There is increasing interest in Distributed Version Control Systems (DVCS), in both the commercial world and in open source software development. Dan suggested that actually a more interesting question to ask is ‘Is the enterprise ready for DVCS’? His view in the talk (my interpretation) is that DVCS is ready for the enterprise, but are there work patterns in the enterprise that can use DVCS?

The initial problem he outlined is that more and more code is being version controlled, with much bigger teams over a wider geographical area in different time zones. Developers can be in the same floor or building, or be in different continents and time zones. Put simply the centralised model of SCC just isn’t working any more.

He provided a brief history of SCC and showed the development of open source tools:

1972: SCCS – the first SCC tool (file oriented)
1986: RCS – introduced the concept of multiple file access
1986: CVS – built on RCS by providing current access for distributed users
2001: SubVersion – repository oriented.

The key issue here is the problem of file oriented SCC methods (the focus up to CVS). CVS tags all files. This leads to various problems including tagging new versions (its all or nothing for all files) and problems with atomicity (file oriented methods are problematic for resolving conflicts) etc. SubVersion tries to get round the problem by focusing on the repository level, and tagging only at that level.

There are a number of commercial players who are better able to tackle these including: ClearCase, StarTeam, PerForce, VSS etc. There were some strong views from the floor on the ability of these systems to tackle the problems above, and Dan agreed, but pointed out that is focus was on OS SCC systems. However all systems mentioned so far have a centralised file base.
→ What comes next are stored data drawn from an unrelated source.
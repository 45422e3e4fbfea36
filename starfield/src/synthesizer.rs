//! Star field synthesis: picks star positions and brightness and composites
//! them onto a background canvas.
//!
//! Placement uses an exact-count policy. `round(density * width * height)`
//! distinct pixels are sampled uniformly without replacement, so a density of
//! 1.0 lights every pixel and two stars never share a center.
//!
//! Compositing only ever moves a pixel toward the star color (white by
//! default), so dim stars let the background show through and no pixel is
//! darker than the background it started from.

use glam::{IVec2, UVec2};
use rand::seq::index;
use rand::Rng;

use crate::brightness::BrightnessModel;
use crate::canvas::Canvas;
use crate::color::Color;
use crate::config::StarEffects;
use crate::drawing::{add_ray, blend_dot, blend_ring};

/// Stars dimmer than this are a single pixel.
pub const DISK_THRESHOLD: f32 = 3.0;
/// Stars at least this bright get a radius of `brightness / LARGE_RADIUS_DIVISOR`.
pub const LARGE_THRESHOLD: f32 = 6.0;
pub const LARGE_RADIUS_DIVISOR: f32 = 5.0;
/// Stars brighter than this get a glow ring at half intensity.
pub const GLOW_THRESHOLD: f32 = 8.0;
/// Stars brighter than this get axis-aligned diffraction spikes.
pub const SPIKE_THRESHOLD: f32 = 9.0;
/// Stars brighter than this also get diagonal spikes.
pub const DIAGONAL_SPIKE_THRESHOLD: f32 = 9.5;
/// Spike length is `SPIKE_BASE_LENGTH + (brightness - SPIKE_THRESHOLD) * SPIKE_LENGTH_SCALE`.
pub const SPIKE_BASE_LENGTH: f32 = 8.0;
pub const SPIKE_LENGTH_SCALE: f32 = 12.0;

const AXIS_STEPS: [IVec2; 4] = [
    IVec2::new(1, 0),
    IVec2::new(-1, 0),
    IVec2::new(0, 1),
    IVec2::new(0, -1),
];
const DIAGONAL_STEPS: [IVec2; 4] = [
    IVec2::new(1, 1),
    IVec2::new(-1, 1),
    IVec2::new(1, -1),
    IVec2::new(-1, -1),
];

#[derive(Debug, Clone, Copy, PartialEq)]
pub struct Star {
    pub pos: UVec2,
    pub brightness: f32,
}

impl Star {
    /// Disk radius in pixels; 0 is a single pixel.
    pub fn radius(&self) -> i32 {
        if self.brightness < DISK_THRESHOLD {
            0
        } else if self.brightness < LARGE_THRESHOLD {
            1
        } else {
            ((self.brightness / LARGE_RADIUS_DIVISOR) as i32).max(1)
        }
    }

    fn center(&self) -> IVec2 {
        self.pos.as_ivec2()
    }
}

/// Number of stars for `density` over `pixel_count` pixels.
pub fn star_count(density: f64, pixel_count: usize) -> usize {
    let density = density.clamp(0.0, 1.0);
    ((density * pixel_count as f64).round() as usize).min(pixel_count)
}

/// Samples star positions without replacement and draws a brightness for each.
pub fn place_stars<R: Rng + ?Sized>(
    width: u32,
    height: u32,
    density: f64,
    model: &BrightnessModel,
    rng: &mut R,
) -> Vec<Star> {
    let pixel_count = width as usize * height as usize;
    let count = star_count(density, pixel_count);
    if count == 0 {
        return Vec::new();
    }

    let positions = index::sample(rng, pixel_count, count);

    positions
        .into_iter()
        .map(|idx| {
            let pos = UVec2::new((idx % width as usize) as u32, (idx / width as usize) as u32);
            Star {
                pos,
                brightness: model.sample(rng),
            }
        })
        .collect()
}

#[derive(Debug, Clone)]
pub struct Synthesizer {
    pub brightness: BrightnessModel,
    pub effects: StarEffects,
    pub star_color: Color,
}

impl Default for Synthesizer {
    fn default() -> Self {
        Self {
            brightness: BrightnessModel::default(),
            effects: StarEffects::default(),
            star_color: Color::WHITE,
        }
    }
}

impl Synthesizer {
    pub fn new(effects: StarEffects) -> Self {
        Self {
            effects,
            ..Default::default()
        }
    }

    /// Composites a random star field with the given density onto `canvas`.
    pub fn synthesize<R: Rng + ?Sized>(
        &self,
        mut canvas: Canvas,
        density: f64,
        rng: &mut R,
    ) -> Canvas {
        let stars = place_stars(
            canvas.width(),
            canvas.height(),
            density,
            &self.brightness,
            rng,
        );
        if stars.is_empty() {
            log::debug!("No stars to place at density {}", density);
            return canvas;
        }

        log::debug!(
            "Placing {} stars on {}x{} canvas",
            stars.len(),
            canvas.width(),
            canvas.height()
        );

        self.render(&mut canvas, &stars);
        canvas
    }

    /// Draws `stars` onto `canvas`. Spikes are added after all disks so they
    /// brighten whatever lies under them.
    pub fn render(&self, canvas: &mut Canvas, stars: &[Star]) {
        for star in stars {
            self.draw_star(canvas, star);
        }

        if self.effects.spikes {
            let mut spiked = 0;
            for star in stars.iter().filter(|s| s.brightness > SPIKE_THRESHOLD) {
                self.draw_spikes(canvas, star);
                spiked += 1;
            }
            log::debug!("Drew diffraction spikes for {} stars", spiked);
        }
    }

    fn draw_star(&self, canvas: &mut Canvas, star: &Star) {
        let intensity = self.brightness.intensity(star.brightness);
        let radius = star.radius();

        blend_dot(canvas, star.center(), radius, self.star_color, intensity);

        if self.effects.glow && star.brightness > GLOW_THRESHOLD {
            blend_ring(
                canvas,
                star.center(),
                radius,
                radius + 1,
                self.star_color,
                intensity / 2.0,
            );
        }
    }

    fn draw_spikes(&self, canvas: &mut Canvas, star: &Star) {
        let excess = star.brightness - SPIKE_THRESHOLD;
        let peak = self.brightness.intensity(star.brightness) * 255.0 * excess;
        let length = (SPIKE_BASE_LENGTH + excess * SPIKE_LENGTH_SCALE) as i32;

        for step in AXIS_STEPS {
            add_ray(canvas, star.center(), step, length, self.star_color, peak);
        }

        if star.brightness > DIAGONAL_SPIKE_THRESHOLD {
            for step in DIAGONAL_STEPS {
                add_ray(
                    canvas,
                    star.center(),
                    step,
                    length / 2,
                    self.star_color,
                    peak * 0.5,
                );
            }
        }
    }
}

#[cfg(test)]
mod tests {
    use super::*;
    use rand::rngs::StdRng;
    use rand::SeedableRng;
    use std::collections::HashSet;

    fn star(x: u32, y: u32, brightness: f32) -> Star {
        Star {
            pos: UVec2::new(x, y),
            brightness,
        }
    }

    fn lit_count(canvas: &Canvas) -> usize {
        canvas.pixels().filter(|&p| p != Color::BLACK).count()
    }

    #[test]
    fn test_star_count() {
        assert_eq!(star_count(0.0, 10_000), 0);
        assert_eq!(star_count(1.0, 10_000), 10_000);
        assert_eq!(star_count(0.05, 100), 5);
        assert_eq!(star_count(0.25, 10), 3);
        assert_eq!(star_count(0.05, 1920 * 1080), 103_680);
    }

    #[test]
    fn test_place_stars_exact_and_distinct() {
        let mut rng = StdRng::seed_from_u64(1);
        let stars = place_stars(64, 48, 0.1, &BrightnessModel::default(), &mut rng);

        assert_eq!(stars.len(), star_count(0.1, 64 * 48));
        let unique: HashSet<(u32, u32)> = stars.iter().map(|s| (s.pos.x, s.pos.y)).collect();
        assert_eq!(unique.len(), stars.len());
        assert!(stars.iter().all(|s| s.pos.x < 64 && s.pos.y < 48));
        assert!(stars.iter().all(|s| (1.0..=10.0).contains(&s.brightness)));
    }

    #[test]
    fn test_place_stars_full_density_covers_every_pixel() {
        let mut rng = StdRng::seed_from_u64(2);
        let stars = place_stars(13, 7, 1.0, &BrightnessModel::default(), &mut rng);
        let unique: HashSet<(u32, u32)> = stars.iter().map(|s| (s.pos.x, s.pos.y)).collect();
        assert_eq!(unique.len(), 13 * 7);
    }

    #[test]
    fn test_star_radius() {
        assert_eq!(star(0, 0, 1.0).radius(), 0);
        assert_eq!(star(0, 0, 2.99).radius(), 0);
        assert_eq!(star(0, 0, 3.0).radius(), 1);
        assert_eq!(star(0, 0, 5.9).radius(), 1);
        assert_eq!(star(0, 0, 7.0).radius(), 1);
        assert_eq!(star(0, 0, 10.0).radius(), 2);
    }

    #[test]
    fn test_zero_density_returns_background() {
        let background = Canvas::new_filled(20, 10, Color::rgb(5, 10, 15));
        let mut rng = StdRng::seed_from_u64(3);
        let result = Synthesizer::default().synthesize(background.clone(), 0.0, &mut rng);
        assert_eq!(result, background);
    }

    #[test]
    fn test_full_density_touches_every_pixel() {
        let background = Canvas::new_filled(16, 16, Color::rgb(20, 40, 60));
        let mut rng = StdRng::seed_from_u64(4);
        let result = Synthesizer::default().synthesize(background.clone(), 1.0, &mut rng);

        for (before, after) in background.pixels().zip(result.pixels()) {
            assert_ne!(before, after);
        }
    }

    #[test]
    fn test_full_density_changes_near_white_background() {
        let background = Canvas::new_filled(10, 10, Color::from_hex("#fcfcfc").unwrap());
        let mut rng = StdRng::seed_from_u64(1);
        let result = Synthesizer::default().synthesize(background.clone(), 1.0, &mut rng);

        for (before, after) in background.pixels().zip(result.pixels()) {
            assert_ne!(before, after);
            assert!(after.r > before.r);
        }
    }

    #[test]
    fn test_never_darkens() {
        let background = Canvas::new_filled(50, 40, Color::rgb(30, 200, 90));
        let mut rng = StdRng::seed_from_u64(5);
        let result = Synthesizer::default().synthesize(background.clone(), 0.2, &mut rng);

        for (before, after) in background.pixels().zip(result.pixels()) {
            assert!(after.r >= before.r && after.g >= before.g && after.b >= before.b);
        }
    }

    #[test]
    fn test_same_seed_same_canvas() {
        let synthesizer = Synthesizer::default();
        let background = Canvas::new_filled(80, 60, Color::BLACK);

        let a = synthesizer.synthesize(background.clone(), 0.1, &mut StdRng::seed_from_u64(9));
        let b = synthesizer.synthesize(background.clone(), 0.1, &mut StdRng::seed_from_u64(9));
        let c = synthesizer.synthesize(background, 0.1, &mut StdRng::seed_from_u64(10));

        assert_eq!(a.bytes(), b.bytes());
        assert_ne!(a.bytes(), c.bytes());
    }

    #[test]
    fn test_dim_star_is_single_blended_pixel() {
        let mut canvas = Canvas::new_filled(5, 5, Color::BLACK);
        Synthesizer::default().render(&mut canvas, &[star(2, 2, 2.0)]);

        assert_eq!(lit_count(&canvas), 1);
        assert_eq!(canvas.get(2, 2), Color::gray(51));
    }

    #[test]
    fn test_medium_star_is_plus() {
        let mut canvas = Canvas::new_filled(5, 5, Color::BLACK);
        Synthesizer::default().render(&mut canvas, &[star(2, 2, 4.0)]);

        assert_eq!(lit_count(&canvas), 5);
        assert_eq!(canvas.get(1, 2), Color::gray(102));
        assert_eq!(canvas.get(1, 1), Color::BLACK);
    }

    #[test]
    fn test_glow_ring() {
        let mut with_glow = Canvas::new_filled(9, 9, Color::BLACK);
        let mut without_glow = with_glow.clone();
        let bright = [star(4, 4, 8.5)];

        Synthesizer::default().render(&mut with_glow, &bright);
        Synthesizer::new(StarEffects::NONE).render(&mut without_glow, &bright);

        // radius 1 disk plus ring of 8 pixels at distance (1, 2]
        assert_eq!(lit_count(&without_glow), 5);
        assert_eq!(lit_count(&with_glow), 13);
        assert_eq!(with_glow.get(5, 5), Color::gray(108));
        assert_eq!(with_glow.get(4, 4), without_glow.get(4, 4));
    }

    #[test]
    fn test_spikes_only_for_brightest() {
        let mut canvas = Canvas::new_filled(41, 41, Color::BLACK);
        let effects = StarEffects {
            glow: false,
            spikes: true,
        };
        Synthesizer::new(effects).render(&mut canvas, &[star(20, 20, 9.8)]);

        // length = floor(8 + 0.8 * 12) = 17 along the axes, 8 along the diagonals
        assert_ne!(canvas.get(20 + 16, 20), Color::BLACK);
        assert_eq!(canvas.get(20 + 17, 20), Color::BLACK);
        assert_ne!(canvas.get(20, 20 - 10), Color::BLACK);
        assert_ne!(canvas.get(20 - 7, 20 - 7), Color::BLACK);
        assert_eq!(canvas.get(20 - 8, 20 - 8), Color::BLACK);
        assert_eq!(canvas.get(20 + 5, 20 + 3), Color::BLACK);

        let mut plain = Canvas::new_filled(41, 41, Color::BLACK);
        Synthesizer::new(effects).render(&mut plain, &[star(20, 20, 8.9)]);
        assert_eq!(lit_count(&plain), 5);
    }

    #[test]
    fn test_axis_only_spikes_below_diagonal_threshold() {
        let mut canvas = Canvas::new_filled(41, 41, Color::BLACK);
        let effects = StarEffects {
            glow: false,
            spikes: true,
        };
        Synthesizer::new(effects).render(&mut canvas, &[star(20, 20, 9.3)]);

        assert_ne!(canvas.get(20 + 5, 20), Color::BLACK);
        assert_eq!(canvas.get(20 + 3, 20 + 3), Color::BLACK);
    }

    #[test]
    fn test_spikes_clipped_at_edges() {
        let mut canvas = Canvas::new_filled(4, 4, Color::BLACK);
        Synthesizer::default().render(&mut canvas, &[star(0, 0, 10.0), star(3, 3, 9.9)]);
        assert_eq!(canvas.pixel_count(), 16);
        assert!(lit_count(&canvas) > 0);
    }
}
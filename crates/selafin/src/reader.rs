//! Read operations for SELAFIN binaries
//!
//! The header and mesh topology are decoded as soon as a reader is created.
//! Time steps are left on disk until asked for, so that a single step of a
//! long simulation can be extracted without materialising the whole series.

// standard library
use std::fs::File;
use std::io::{BufReader, Read, Seek};
use std::path::Path;

// crate modules
use crate::error::{Error, Result};
use crate::header::{ControlParams, Date, Header, TitleRecord, Variable, VariableCounts, DATE_FLAG};
use crate::precision::Precision;
use crate::record::{to_count, Fields, RecordReader};
use crate::selafin::{Selafin, Summary};
use crate::timestep::TimeStep;
use crate::topology::{Dimensions, Topology, NODES_PER_ELEMENT};

// hydromesh modules
use hydromesh_utils::f;

// external crates
use log::{debug, warn};

/// Deserialise a complete SELAFIN file
///
/// Returns a [Selafin] with the header, mesh topology and every time step
/// of the file at `path`. Precision is taken from the file marker, or inferred
/// from the coordinate records for unconventional markers.
///
/// ```rust, no_run
/// # use hydromesh_selafin::read_selafin;
/// let selafin = read_selafin("./results.slf").unwrap();
/// println!("{selafin}");
/// ```
pub fn read_selafin<P: AsRef<Path>>(path: P) -> Result<Selafin> {
    SelafinReader::open(path)?.into_selafin()
}

/// Sequential reader of SELAFIN binaries
///
/// Owns its byte stream, and the stream cursor is private state of the reader.
/// Use one reader per stream if steps are needed in parallel.
///
/// ```rust, no_run
/// # use hydromesh_selafin::{Precision, SelafinReader};
/// // Declare the precision explicitly, a contradicting marker is an error
/// let mut reader = SelafinReader::open_with_precision("mesh.slf", Precision::Double).unwrap();
///
/// let npoin = reader.mesh().npoin();
/// let times = reader.read_times().unwrap();
///
/// // Stream every step in order
/// while let Some(step) = reader.next_time_step().unwrap() {
///     assert_eq!(step.values[0].len(), npoin);
/// }
/// ```
#[derive(Debug)]
pub struct SelafinReader<R> {
    records: RecordReader<R>,
    header: Header,
    mesh: Topology,
    precision: Precision,
    /// Byte offset of the first time step
    data_start: u64,
}

impl SelafinReader<BufReader<File>> {
    /// Open a file, taking precision from its marker
    pub fn open<P: AsRef<Path>>(path: P) -> Result<Self> {
        Self::new(init_reader(path)?)
    }

    /// Open a file with a caller-declared precision
    pub fn open_with_precision<P: AsRef<Path>>(path: P, precision: Precision) -> Result<Self> {
        Self::with_precision(init_reader(path)?, precision)
    }
}

impl<R: Read + Seek> SelafinReader<R> {
    /// Decode header and mesh, taking precision from the marker
    ///
    /// Unconventional markers fall back to the float width implied by the
    /// x coordinate record.
    pub fn new(inner: R) -> Result<Self> {
        Self::init(inner, None)
    }

    /// Decode header and mesh with a caller-declared precision
    ///
    /// If the marker is one of `"SERAFIN "` or `"SERAFIND"` and disagrees, the
    /// result is [PrecisionMismatch](Error::PrecisionMismatch). A declared
    /// precision that does not fit the coordinate records fails with
    /// [UnexpectedRecordLength](Error::UnexpectedRecordLength).
    pub fn with_precision(inner: R, precision: Precision) -> Result<Self> {
        Self::init(inner, Some(precision))
    }

    fn init(inner: R, declared: Option<Precision>) -> Result<Self> {
        let mut records = RecordReader::new(inner);

        let header = parse_header(&mut records)?;
        let precision = resolve_precision(&header, declared)?;
        let (mesh, precision) = parse_mesh(&mut records, precision)?;
        let data_start = records.position()?;

        debug!(
            "decoded {} precision header and mesh ({} elements, {} nodes)",
            precision,
            mesh.nelem(),
            mesh.npoin()
        );

        Ok(Self {
            records,
            header,
            mesh,
            precision,
            data_start,
        })
    }

    /// File header
    pub fn header(&self) -> &Header {
        &self.header
    }

    /// Mesh topology
    pub fn mesh(&self) -> &Topology {
        &self.mesh
    }

    /// Precision used to decode floats
    pub fn precision(&self) -> Precision {
        self.precision
    }

    /// Give back the underlying stream
    pub fn into_inner(self) -> R {
        self.records.into_inner()
    }

    /// Move the cursor back to the first time step
    pub fn rewind(&mut self) -> Result<()> {
        self.records.seek_to(self.data_start)
    }

    /// Decode the next time step from the cursor
    ///
    /// Returns `Ok(None)` when the stream ends exactly after the previous
    /// block. A block that ends early is [Truncated](Error::Truncated).
    pub fn next_time_step(&mut self) -> Result<Option<TimeStep>> {
        let Some(time) = self.try_read_time()? else {
            return Ok(None);
        };

        let values = (0..self.header.variables.len())
            .map(|_| self.read_values())
            .collect::<Result<Vec<Vec<f64>>>>()?;

        Ok(Some(TimeStep { time, values }))
    }

    /// Decode only the time step at `index`
    ///
    /// Blocks before `index` are skipped by seeking past their values, with
    /// their framing still checked. On success the cursor is left after the
    /// decoded block so [next_time_step()](SelafinReader::next_time_step)
    /// continues from there. On failure the cursor is restored.
    pub fn read_time_step(&mut self, index: usize) -> Result<TimeStep> {
        let start = self.records.position()?;
        let result = self.seek_and_decode(index);
        if result.is_err() {
            self.records.seek_to(start)?;
        }
        result
    }

    /// Time of every step in the file
    ///
    /// Only the time records are decoded. The cursor is restored to where it
    /// was before the scan so sequential reads are not disturbed.
    pub fn read_times(&mut self) -> Result<Vec<f64>> {
        let start = self.records.position()?;
        let result = self.scan_times();
        self.records.seek_to(start)?;
        result
    }

    /// Number of time steps in the file
    pub fn count_time_steps(&mut self) -> Result<usize> {
        Ok(self.read_times()?.len())
    }

    /// Decode every time step from the start of the series
    pub fn read_time_steps(&mut self) -> Result<Vec<TimeStep>> {
        self.rewind()?;
        let mut steps = Vec::new();
        while let Some(step) = self.next_time_step()? {
            steps.push(step);
        }
        Ok(steps)
    }

    /// Overview of the file without reading any values
    pub fn summary(&mut self) -> Result<Summary> {
        let times = self.read_times()?;
        Ok(Summary::new(&self.header, &self.mesh, self.precision, times))
    }

    /// Consume the reader into a fully decoded [Selafin]
    pub fn into_selafin(mut self) -> Result<Selafin> {
        let time_steps = self.read_time_steps()?;
        Ok(Selafin {
            header: self.header,
            mesh: self.mesh,
            precision: self.precision,
            time_steps,
        })
    }
}

/// Time step block helpers
impl<R: Read + Seek> SelafinReader<R> {
    fn seek_and_decode(&mut self, index: usize) -> Result<TimeStep> {
        self.rewind()?;
        for skipped in 0..index {
            if self.skip_time_step()?.is_none() {
                return Err(Error::TimeStepOutOfRange {
                    index,
                    available: skipped,
                });
            }
        }
        self.next_time_step()?.ok_or(Error::TimeStepOutOfRange {
            index,
            available: index,
        })
    }

    fn scan_times(&mut self) -> Result<Vec<f64>> {
        self.rewind()?;
        let mut times = Vec::new();
        while let Some(time) = self.skip_time_step()? {
            times.push(time);
        }
        Ok(times)
    }

    /// Decode the time of the next block and seek past its values
    fn skip_time_step(&mut self) -> Result<Option<f64>> {
        let Some(time) = self.try_read_time()? else {
            return Ok(None);
        };
        let length = self.values_length();
        for _ in 0..self.header.variables.len() {
            self.records.skip_record_of(length)?;
        }
        Ok(Some(time))
    }

    fn try_read_time(&mut self) -> Result<Option<f64>> {
        let Some((offset, payload)) = self.records.try_read_record()? else {
            return Ok(None);
        };
        if payload.len() != self.precision.width() {
            return Err(Error::UnexpectedRecordLength {
                offset,
                expected: self.precision.width(),
                found: payload.len(),
            });
        }
        Ok(Some(Fields::new(&payload, offset).float(self.precision)?))
    }

    fn read_values(&mut self) -> Result<Vec<f64>> {
        let (offset, payload) = self.records.read_record_of(self.values_length())?;
        Fields::new(&payload, offset).floats(self.mesh.npoin(), self.precision)
    }

    fn values_length(&self) -> usize {
        self.mesh.npoin() * self.precision.width()
    }
}

/// Initialise a reader from anything that can be turned into a path
fn init_reader(path: impl AsRef<Path>) -> Result<BufReader<File>> {
    let file = File::open(path)?;
    Ok(BufReader::new(file))
}

/// Title, variables, control parameters and optional date
fn parse_header<R: Read + Seek>(records: &mut RecordReader<R>) -> Result<Header> {
    let TitleRecord { title, marker } = records.read()?;

    let counts: VariableCounts = records.read()?;
    let nbv1 = to_count("variable count", counts.linear)?;
    if counts.quadratic != 0 {
        warn!(
            "Warning: {} quadratic variables (NBV2) are ignored",
            counts.quadratic
        );
    }

    let variables = (0..nbv1)
        .map(|_| records.read::<Variable>())
        .collect::<Result<Vec<Variable>>>()?;

    let ControlParams(iparam) = records.read()?;
    let date = match iparam[DATE_FLAG] {
        1 => Some(records.read::<Date>()?),
        _ => None,
    };

    Ok(Header {
        title,
        marker,
        variables,
        quadratic: counts.quadratic,
        iparam,
        date,
    })
}

/// Declared precision checked against the marker, `None` to infer later
fn resolve_precision(header: &Header, declared: Option<Precision>) -> Result<Option<Precision>> {
    match (declared, header.marker_precision()) {
        (Some(declared), Some(marker)) if declared != marker => Err(Error::PrecisionMismatch {
            declared,
            marker: String::from_utf8_lossy(header.marker.as_bytes()).to_string(),
        }),
        (Some(declared), _) => Ok(Some(declared)),
        (None, Some(marker)) => Ok(Some(marker)),
        (None, None) => {
            warn!(
                "Warning: unrecognised precision marker {:?}, inferring from coordinates",
                header.marker
            );
            Ok(None)
        }
    }
}

/// Dimensions, connectivity, boundary markers and coordinates
fn parse_mesh<R: Read + Seek>(
    records: &mut RecordReader<R>,
    precision: Option<Precision>,
) -> Result<(Topology, Precision)> {
    let dimensions: Dimensions = records.read()?;
    let (nelem, npoin) = dimensions.counts()?;
    let int = std::mem::size_of::<i32>();

    let (offset, payload) = records.read_record_of(nelem * NODES_PER_ELEMENT * int)?;
    let raw = Fields::new(&payload, offset).i32s(nelem * NODES_PER_ELEMENT)?;
    let ikle = Topology::ikle_from_disk(&raw, npoin)?;

    let (offset, payload) = records.read_record_of(npoin * int)?;
    let ipobo = Fields::new(&payload, offset).i32s(npoin)?;

    let (offset, payload) = records.read_record()?;
    let precision = match precision {
        Some(p) if payload.len() != npoin * p.width() => {
            return Err(Error::UnexpectedRecordLength {
                offset,
                expected: npoin * p.width(),
                found: payload.len(),
            })
        }
        Some(p) => p,
        None => infer_precision(payload.len(), npoin)?,
    };
    let x = Fields::new(&payload, offset).floats(npoin, precision)?;

    let (offset, payload) = records.read_record_of(npoin * precision.width())?;
    let y = Fields::new(&payload, offset).floats(npoin, precision)?;

    let mesh = Topology {
        ikle,
        ipobo,
        x,
        y,
        tag: dimensions.tag,
    };
    Ok((mesh, precision))
}

/// Float width from the byte length of a coordinate record
fn infer_precision(length: usize, npoin: usize) -> Result<Precision> {
    if npoin == 0 {
        return Ok(Precision::Single);
    }
    if length % npoin != 0 {
        return Err(Error::UnsupportedPrecision(f!(
            "{length} bytes for {npoin} values"
        )));
    }
    Precision::from_width(length / npoin)
}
Dan mentioned some alterative systems which are distributed or peer to peer (p2p) based:

1997 – Code Co-op
2001 – GNU Arch (now defunct)
2003 – PARCS (Haskall based – for reasoning on ChangeSets)

However everything changed in 2005 with the ‘BitKeeper’ incident. BitKeeper was a propriety but free program which was used by the Linux team for SCC. BitMover (the company who developed BitKeeper) decided end free access and started to charge for their product. This lead directly to the Linux community spearheaded by Linus Thorvolds developing a DVCS called ‘git’. Concurrently another group started another DVCS system called ‘Mercurial’. Very much a case of ‘Scratching an Itch”, something that Feller and Fitzgerald pointed out in their book in 2002 when pointing to that CVS was rather behind the times in terms of SCC, particularly with respect to propriety systems. In contrast, Dan’s view is that propriety systems did not take notice of these new developments, and OS now has the lead – this tends to happen if OS developers get the bit between their teeth and people annoy them! Things can change very quickly in the OS world.

More interestingly OS development is now being driven by two new websites:

Gibhub [https://github.com/] – based on ‘git’
BitBucket [http://bitbucket.org/] - based on ‘Mercurial’

Dan contrasted these websites with ones that have been around for a while, FreshMeat and SourceForge code repositories. It was his view that FreshMeat overtook SourceForge and that these new sites will take over from SourceForge, and will be the focus OS software development in the future. The most interesting thing about Github and BitBucket is that they are based on the social networking model, as embodied by sites such as FaceBook and LinkedIn. So while there are similarities of Github and BitBucket to FreshMeat and SourceForge, there are some very important differences.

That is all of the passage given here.